* _Work item_: Wherever the string "HttpAdapterClient" turns up in the data, copy the whole line.

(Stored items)
*** Begin section ***
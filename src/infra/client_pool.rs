use std::collections::HashMap;
use std::sync::atomic::{AtomicU64, Ordering};
use std::sync::{Arc, OnceLock};
use std::time::Duration;

use tokio::sync::{RwLock, watch};
use tokio::task::JoinHandle;
use tokio::time::Instant;
use tracing::{debug, info};

use super::http_adapter_client::{DEFAULT_REQUEST_TIMEOUT, HttpAdapterClient};
use crate::app::{AdapterClient, AdapterClientError, ClientPool};
use crate::domain::registration::AdapterEndpoint;

#[derive(Debug, Clone, Copy, PartialEq, Eq)]
pub struct PoolConfig {
    pub eviction_interval: Duration,
    pub expiration: Duration,
    pub request_timeout: Duration,
}

impl Default for PoolConfig {
    fn default() -> Self {
        Self {
            eviction_interval: Duration::from_secs(60),
            expiration: Duration::from_secs(300),
            request_timeout: DEFAULT_REQUEST_TIMEOUT,
        }
    }
}

struct PooledClient {
    client: Arc<HttpAdapterClient>,
    /// Milliseconds since the pool was created.
    last_access: AtomicU64,
}

/// Adapter clients shared per endpoint, evicted once idle for `expiration`.
pub struct HttpClientPool {
    config: PoolConfig,
    created: Instant,
    clients: RwLock<HashMap<AdapterEndpoint, Arc<PooledClient>>>,
}

static SHARED: OnceLock<Arc<HttpClientPool>> = OnceLock::new();

impl HttpClientPool {
    pub fn new(config: PoolConfig) -> Self {
        Self {
            config,
            created: Instant::now(),
            clients: RwLock::default(),
        }
    }

    /// Process-wide pool with the default configuration.
    pub fn shared() -> Arc<HttpClientPool> {
        SHARED
            .get_or_init(|| Arc::new(HttpClientPool::new(PoolConfig::default())))
            .clone()
    }

    pub async fn len(&self) -> usize {
        self.clients.read().await.len()
    }

    pub async fn is_empty(&self) -> bool {
        self.len().await == 0
    }

    fn now_millis(&self) -> u64 {
        self.created.elapsed().as_millis() as u64
    }

    fn touch(&self, pooled: &PooledClient) {
        pooled.last_access.store(self.now_millis(), Ordering::Relaxed);
    }

    /// Drops every client idle for longer than the expiration window.
    pub async fn evict_expired(&self) -> usize {
        let now = self.now_millis();
        let expiration = self.config.expiration.as_millis() as u64;

        let mut clients = self.clients.write().await;
        let before = clients.len();
        clients.retain(|_, pooled| {
            now.saturating_sub(pooled.last_access.load(Ordering::Relaxed)) <= expiration
        });
        before - clients.len()
    }

    /// Runs eviction every `eviction_interval` until `shutdown` flips to true or is dropped.
    pub fn spawn_eviction(self: &Arc<Self>, mut shutdown: watch::Receiver<bool>) -> JoinHandle<()> {
        let pool = Arc::clone(self);
        tokio::spawn(async move {
            let mut ticker = tokio::time::interval(pool.config.eviction_interval);
            ticker.tick().await;
            loop {
                tokio::select! {
                    _ = ticker.tick() => {
                        let evicted = pool.evict_expired().await;
                        if evicted > 0 {
                            debug!(evicted, "evicted idle scanner adapter clients");
                        }
                    }
                    changed = shutdown.changed() => {
                        if changed.is_err() || *shutdown.borrow() {
                            info!("client pool eviction stopped");
                            return;
                        }
                    }
                }
            }
        })
    }
}

#[async_trait::async_trait]
impl ClientPool for HttpClientPool {
    async fn get(
        &self,
        endpoint: &AdapterEndpoint,
    ) -> Result<Arc<dyn AdapterClient>, AdapterClientError> {
        if let Some(pooled) = self.clients.read().await.get(endpoint) {
            self.touch(pooled);
            return Ok(pooled.client.clone());
        }

        let mut clients = self.clients.write().await;
        if let Some(pooled) = clients.get(endpoint) {
            self.touch(pooled);
            return Ok(pooled.client.clone());
        }

        let client = Arc::new(HttpAdapterClient::new(endpoint, self.config.request_timeout)?);
        clients.insert(
            endpoint.clone(),
            Arc::new(PooledClient {
                client: client.clone(),
                last_access: AtomicU64::new(self.now_millis()),
            }),
        );
        debug!(url = %endpoint.url, "created scanner adapter client");
        Ok(client)
    }
}

#[cfg(test)]
mod tests {
    use super::*;
    use crate::domain::registration::{AccessCredential, AuthType};
    use serial_test::serial;

    fn endpoint(url: &str, credential: &str) -> AdapterEndpoint {
        AdapterEndpoint {
            url: url.to_string(),
            auth: AuthType::Bearer,
            credential: Some(AccessCredential(credential.to_string())),
            skip_cert_verify: false,
        }
    }

    fn short_lived() -> PoolConfig {
        PoolConfig {
            eviction_interval: Duration::from_secs(1),
            expiration: Duration::from_secs(5),
            ..Default::default()
        }
    }

    #[tokio::test]
    async fn the_same_endpoint_shares_one_client() {
        let pool = HttpClientPool::new(PoolConfig::default());

        let a = pool.get(&endpoint("http://a", "t1")).await.unwrap();
        let b = pool.get(&endpoint("http://a", "t1")).await.unwrap();
        pool.get(&endpoint("http://a", "t2")).await.unwrap();

        assert!(Arc::ptr_eq(&a, &b));
        assert_eq!(pool.len().await, 2);
    }

    #[tokio::test]
    async fn concurrent_misses_construct_one_client() {
        let pool = Arc::new(HttpClientPool::new(PoolConfig::default()));

        let handles: Vec<_> = (0..16)
            .map(|_| {
                let pool = pool.clone();
                tokio::spawn(async move { pool.get(&endpoint("http://a", "t1")).await.unwrap() })
            })
            .collect();
        let clients = futures::future::try_join_all(handles).await.unwrap();

        assert!(clients.windows(2).all(|w| Arc::ptr_eq(&w[0], &w[1])));
        assert_eq!(pool.len().await, 1);
    }

    #[tokio::test(start_paused = true)]
    async fn idle_clients_are_evicted_and_used_ones_kept() {
        let pool = HttpClientPool::new(short_lived());
        pool.get(&endpoint("http://idle", "t")).await.unwrap();
        pool.get(&endpoint("http://busy", "t")).await.unwrap();

        tokio::time::advance(Duration::from_secs(4)).await;
        pool.get(&endpoint("http://busy", "t")).await.unwrap();
        tokio::time::advance(Duration::from_secs(2)).await;

        assert_eq!(pool.evict_expired().await, 1);
        assert_eq!(pool.len().await, 1);
    }

    #[tokio::test(start_paused = true)]
    async fn the_eviction_task_runs_until_shutdown() {
        let pool = Arc::new(HttpClientPool::new(short_lived()));
        pool.get(&endpoint("http://idle", "t")).await.unwrap();
        let (shutdown, receiver) = watch::channel(false);
        let task = pool.spawn_eviction(receiver);

        tokio::time::sleep(Duration::from_secs(7)).await;
        assert!(pool.is_empty().await);

        shutdown.send(true).unwrap();
        task.await.unwrap();
    }

    #[tokio::test]
    #[serial]
    async fn the_shared_pool_is_a_single_instance() {
        let a = HttpClientPool::shared();
        let b = HttpClientPool::shared();

        assert!(Arc::ptr_eq(&a, &b));
    }
}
*** End section ***
* _Solved problem_:
use super::http_adapter_client::{DEFAULT_REQUEST_TIMEOUT, HttpAdapterClient};
    client: Arc<HttpAdapterClient>,
        let client = Arc::new(HttpAdapterClient::new(endpoint, self.config.request_timeout)?);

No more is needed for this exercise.